Giant Cell Arteritis: From Pathogenesis to Therapeutic Management.

Abstract

Giant cell arteritis (GCA) is a systemic inflammatory vasculopathy mediated by pathogenic responses of a diverse array of innate and adaptive immune cells as well as vascular cells. Current therapy relies on broadly immunosuppressant glucocorticoids, which rapidly control systemic inflammation, but fail to eliminate vascular inflammation. Despite steady growth of the immunosuppressive armamentarium overall, it has been difficult to identify clinically meaningful and steroid-sparing effects of targeted biologic therapies in GCA. Here, we propose that this reflects the multiplicity of pathogenic elements that converge to induce and maintain GCA: (a) GCA is a disease of the elderly, posing additional risks when aggressively disabling immunity. (b) GCA is a chronic disease and persists as smoldering vasculitis. (c) The burden of disease is difficult to measure, complicating adjustments of immunosuppressive therapy.

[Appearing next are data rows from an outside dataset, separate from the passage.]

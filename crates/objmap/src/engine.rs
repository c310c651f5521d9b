//! Mapping engine implementation.

use std::collections::{BTreeMap, HashMap};
use std::fmt;
use std::sync::Arc;

use objmap_model::{
    ClassDescriptor, ClassKey, FieldSource, Mappable, Object, ObjectBox, ObjectSource, Params,
    Value,
};

use crate::builder::{Initializer, MapperBuilder};
use crate::conversion::convert;
use crate::error::{MappingError, Result};
use crate::options::MapperOptions;
use crate::resolve::{ExplicitMappings, resolve};

/// Which way a mapping call runs.
#[derive(Debug, Clone, Copy, PartialEq, Eq, Hash)]
pub enum Direction {
    LeftToRight,
    RightToLeft,
}

impl Direction {
    pub fn reverse(self) -> Self {
        match self {
            Direction::LeftToRight => Direction::RightToLeft,
            Direction::RightToLeft => Direction::LeftToRight,
        }
    }

    pub fn as_str(&self) -> &'static str {
        match self {
            Direction::LeftToRight => "left_to_right",
            Direction::RightToLeft => "right_to_left",
        }
    }
}

impl fmt::Display for Direction {
    fn fmt(&self, f: &mut fmt::Formatter<'_>) -> fmt::Result {
        f.write_str(self.as_str())
    }
}

/// One participant class with its prototype and the initializers that
/// produce its attributes.
pub(crate) struct Side {
    pub(crate) class: ClassDescriptor,
    pub(crate) prototype: Option<Box<dyn Object>>,
    pub(crate) initializers: BTreeMap<String, Initializer>,
}

impl Side {
    pub(crate) fn new(class: ClassDescriptor, prototype: Option<Box<dyn Object>>) -> Self {
        Self {
            class,
            prototype,
            initializers: BTreeMap::new(),
        }
    }

    fn prototype(&self) -> Option<&dyn Object> {
        self.prototype.as_deref()
    }
}

/// Nested mappers indexed by the class of the value they accept.
#[derive(Default)]
pub(crate) struct NestedMappers {
    from_left: HashMap<ClassKey, Arc<ObjectMapper>>,
    from_right: HashMap<ClassKey, Arc<ObjectMapper>>,
}

impl NestedMappers {
    pub(crate) fn register(&mut self, mapper: Arc<ObjectMapper>) {
        self.from_left.insert(mapper.left_class(), Arc::clone(&mapper));
        self.from_right.insert(mapper.right_class(), mapper);
    }

    fn lookup(&self, direction: Direction, class: ClassKey) -> Option<&ObjectMapper> {
        let table = match direction {
            Direction::LeftToRight => &self.from_left,
            Direction::RightToLeft => &self.from_right,
        };
        table.get(&class).map(Arc::as_ref)
    }

    fn len(&self) -> usize {
        self.from_left.len()
    }
}

/// A configured, immutable mapper between two classes.
///
/// Built through [`MapperBuilder`]; once built it is `Send + Sync` and can be
/// shared freely, including as a nested mapper of other mappers.
///
/// # Example
///
/// ```ignore
/// use objmap::{ObjectMapper, MapperOption};
///
/// let mapper = ObjectMapper::from_class::<Ticket, TicketRow>()
///     .custom_mappings([("assignee", Some("owner"))])
///     .option(MapperOption::FailOnGetAttr, false)
///     .build();
///
/// let row: TicketRow = mapper.map_into(&ticket)?;
/// ```
pub struct ObjectMapper {
    pub(crate) left: Side,
    pub(crate) right: Side,
    pub(crate) explicit: ExplicitMappings,
    pub(crate) nested: NestedMappers,
    pub(crate) options: MapperOptions,
}

impl ObjectMapper {
    /// Starts a mapper between two classes, synthesizing their prototypes.
    pub fn from_class<L: Mappable, R: Mappable>() -> MapperBuilder {
        MapperBuilder::new(ClassDescriptor::of::<L>(), ClassDescriptor::of::<R>())
    }

    /// Starts a mapper from caller-supplied prototype instances.
    pub fn from_prototype<L: Mappable, R: Mappable>(left: L, right: R) -> MapperBuilder {
        MapperBuilder::with_prototypes(
            ClassDescriptor::of::<L>(),
            ClassDescriptor::of::<R>(),
            Box::new(left),
            Box::new(right),
        )
    }

    pub fn from_descriptors(left: ClassDescriptor, right: ClassDescriptor) -> MapperBuilder {
        MapperBuilder::new(left, right)
    }

    pub fn left_class(&self) -> ClassKey {
        self.left.class.key()
    }

    pub fn right_class(&self) -> ClassKey {
        self.right.class.key()
    }

    pub fn left_prototype(&self) -> Option<&dyn Object> {
        self.left.prototype()
    }

    pub fn right_prototype(&self) -> Option<&dyn Object> {
        self.right.prototype()
    }

    pub fn explicit_mappings(&self) -> &ExplicitMappings {
        &self.explicit
    }

    pub fn options(&self) -> &MapperOptions {
        &self.options
    }

    /// Direction selected by an input of class `class`.
    pub fn direction_of(&self, class: ClassKey) -> Result<Direction> {
        if class == self.left_class() {
            Ok(Direction::LeftToRight)
        } else if class == self.right_class() {
            Ok(Direction::RightToLeft)
        } else {
            Err(MappingError::UnsupportedClass {
                class: class.name().to_string(),
            })
        }
    }

    /// Maps an instance of either class into a new instance of the other.
    ///
    /// The input's class selects the direction. To map a string-keyed
    /// [`Record`](objmap_model::Record), use [`ObjectMapper::map_source`]
    /// with an explicit [`Direction`].
    pub fn map(&self, object: &dyn Object) -> Result<Box<dyn Object>> {
        let direction = self.direction_of(object.class())?;
        self.map_source(direction, &ObjectSource::new(object))
    }

    /// Like [`ObjectMapper::map`], returning the concrete destination type.
    pub fn map_into<T: Mappable>(&self, object: &dyn Object) -> Result<T> {
        let mapped = self.map(object)?;
        let found = mapped.class();
        ObjectBox::from_boxed(mapped)
            .downcast::<T>()
            .ok_or_else(|| MappingError::UnexpectedOutput {
                expected: T::CLASS_NAME.to_string(),
                found: found.name().to_string(),
            })
    }

    /// Maps any field source, such as a [`Record`](objmap_model::Record),
    /// in an explicit direction.
    pub fn map_source(
        &self,
        direction: Direction,
        source: &dyn FieldSource,
    ) -> Result<Box<dyn Object>> {
        self.map_nested(direction, source, 0, usize::MAX)
    }

    /// Assembles the destination parameter table without constructing it.
    pub fn map_params(&self, direction: Direction, source: &dyn FieldSource) -> Result<Params> {
        self.mapped_params(direction, source, 0, self.options.max_depth)
    }

    /// Returns the counterpart of `name` in the opposite class.
    ///
    /// Explicit entries win; a suppressed name resolves to `None`. Otherwise
    /// the name maps to itself if both prototypes expose it.
    pub fn map_attr_name<'a>(&'a self, name: &'a str) -> Result<Option<&'a str>> {
        if let Some(target) = self.explicit.from_left().get(name) {
            return Ok(target.as_deref());
        }
        if let Some(target) = self.explicit.from_right().get(name) {
            return Ok(target.as_deref());
        }
        if let (Some(left), Some(right)) = (self.left.prototype(), self.right.prototype())
            && left.has_attribute(name)
            && right.has_attribute(name)
        {
            return Ok(Some(name));
        }
        Err(MappingError::UnknownAttributeName(name.to_string()))
    }

    fn destination(&self, direction: Direction) -> &Side {
        match direction {
            Direction::LeftToRight => &self.right,
            Direction::RightToLeft => &self.left,
        }
    }

    fn map_nested(
        &self,
        direction: Direction,
        source: &dyn FieldSource,
        depth: usize,
        limit: usize,
    ) -> Result<Box<dyn Object>> {
        let limit = limit.min(self.options.max_depth);
        if depth > limit {
            return Err(MappingError::DepthExceeded { limit });
        }

        let destination = self.destination(direction);
        tracing::debug!(
            source = source.class_name(),
            destination = destination.class.name(),
            %direction,
            depth,
            "Mapping object"
        );

        let params = self.mapped_params(direction, source, depth, limit)?;
        self.construct(destination, params)
    }

    fn mapped_params(
        &self,
        direction: Direction,
        source: &dyn FieldSource,
        depth: usize,
        limit: usize,
    ) -> Result<Params> {
        let destination = self.destination(direction);
        let mapping = resolve(
            source,
            destination.prototype(),
            self.explicit.for_direction(direction),
        );

        let mut params = Params::new();
        for (from, to) in &mapping {
            let Some(to) = to else {
                tracing::debug!(attribute = %from, "Skipping suppressed attribute");
                continue;
            };
            let value = self.read_attribute(source, from)?;
            let value = self.transfer_value(direction, destination, to, value, depth, limit)?;
            params.insert(to.clone(), value);
        }

        // Initializers see the original source and override mapped values.
        for (name, initializer) in &destination.initializers {
            tracing::trace!(attribute = %name, "Applying initializer");
            params.insert(name.clone(), initializer(source));
        }

        Ok(params)
    }

    fn read_attribute(&self, source: &dyn FieldSource, name: &str) -> Result<Value> {
        if let Some(value) = source.read_field(name) {
            return Ok(value);
        }
        if self.options.fail_on_get_attr {
            return Err(MappingError::AttributeRead {
                attribute: name.to_string(),
                class: source.class_name().to_string(),
            });
        }
        tracing::debug!(
            attribute = name,
            class = source.class_name(),
            "Attribute missing, mapping as None"
        );
        Ok(Value::None)
    }

    fn transfer_value(
        &self,
        direction: Direction,
        destination: &Side,
        name: &str,
        value: Value,
        depth: usize,
        limit: usize,
    ) -> Result<Value> {
        if let Value::Object(object) = &value
            && let Some(nested) = self.nested.lookup(direction, object.class())
        {
            let nested_direction = nested.direction_of(object.class())?;
            tracing::debug!(
                attribute = name,
                class = object.class().name(),
                "Delegating to nested mapper"
            );
            let source = ObjectSource::new(object.as_object());
            let mapped = nested.map_nested(nested_direction, &source, depth + 1, limit)?;
            return Ok(Value::Object(ObjectBox::from_boxed(mapped)));
        }

        let expected = destination
            .prototype()
            .and_then(|prototype| prototype.get_attribute(name))
            .map(|attribute| attribute.kind());

        match expected {
            Some(kind) if kind != value.kind() => {
                tracing::trace!(
                    attribute = name,
                    from = %value.kind(),
                    to = %kind,
                    "Converting value"
                );
                convert(value, kind).map_err(|source| MappingError::Conversion {
                    attribute: name.to_string(),
                    source,
                })
            }
            _ => Ok(value),
        }
    }

    fn construct(&self, destination: &Side, params: Params) -> Result<Box<dyn Object>> {
        destination
            .class
            .construct(params.clone())
            .map_err(|source| MappingError::Construction {
                class: destination.class.name().to_string(),
                params,
                source,
            })
    }
}

impl fmt::Debug for ObjectMapper {
    fn fmt(&self, f: &mut fmt::Formatter<'_>) -> fmt::Result {
        f.debug_struct("ObjectMapper")
            .field("left", &self.left.class.name())
            .field("right", &self.right.class.name())
            .field("explicit", &self.explicit)
            .field("nested", &self.nested.len())
            .field("options", &self.options)
            .finish_non_exhaustive()
    }
}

In the absence of objective activity markers, physicians and patients lean toward overutilization of glucocorticoids. (d) Key pathogenic drivers are T cells and macrophages, which assemble in granulomas and are highly diverse in their functional product portfolio. The diversity of vasculitogenic effector functions confounds simple therapeutic targeting. (e) Ultimate vascular complications are dependent on vessel wall cells, requiring therapeutic strategies beyond immunosuppression. Immediate goals in improving the therapeutic management of GCA should focus on optimizing glucocorticoid dosing to avoid overutilization and on adapting therapy to the needs of the immunosenescent host. Building a spectrum of possible therapeutic targets will enable carefully designed multipronged combination therapies.